Provided data Start Marker

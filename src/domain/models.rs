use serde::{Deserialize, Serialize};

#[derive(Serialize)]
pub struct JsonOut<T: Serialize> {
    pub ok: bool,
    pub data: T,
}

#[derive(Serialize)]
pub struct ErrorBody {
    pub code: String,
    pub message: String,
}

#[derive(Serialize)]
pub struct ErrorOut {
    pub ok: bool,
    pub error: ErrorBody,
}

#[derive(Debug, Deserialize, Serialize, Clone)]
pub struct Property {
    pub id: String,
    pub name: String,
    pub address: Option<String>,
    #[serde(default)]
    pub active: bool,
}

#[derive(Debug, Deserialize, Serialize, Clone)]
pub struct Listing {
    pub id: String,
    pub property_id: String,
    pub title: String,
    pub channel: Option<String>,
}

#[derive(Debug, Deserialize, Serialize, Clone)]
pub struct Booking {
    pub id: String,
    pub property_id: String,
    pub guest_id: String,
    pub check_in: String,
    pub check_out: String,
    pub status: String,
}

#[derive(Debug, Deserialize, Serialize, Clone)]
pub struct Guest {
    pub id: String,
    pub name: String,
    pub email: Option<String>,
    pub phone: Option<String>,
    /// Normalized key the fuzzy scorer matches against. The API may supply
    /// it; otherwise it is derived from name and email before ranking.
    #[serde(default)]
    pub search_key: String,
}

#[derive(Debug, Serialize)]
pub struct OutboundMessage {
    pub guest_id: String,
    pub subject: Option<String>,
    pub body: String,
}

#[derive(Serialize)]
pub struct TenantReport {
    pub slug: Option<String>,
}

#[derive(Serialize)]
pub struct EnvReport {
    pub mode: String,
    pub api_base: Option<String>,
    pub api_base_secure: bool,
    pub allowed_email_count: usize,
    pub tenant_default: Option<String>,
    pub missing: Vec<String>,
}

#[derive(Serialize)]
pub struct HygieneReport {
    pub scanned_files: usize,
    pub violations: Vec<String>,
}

Provided data End Marker

Work item
Your task is to find each line in the entries that contains the string "usize" and copy it.

Output
    pub allowed_email_count: usize,
    pub scanned_files: usize,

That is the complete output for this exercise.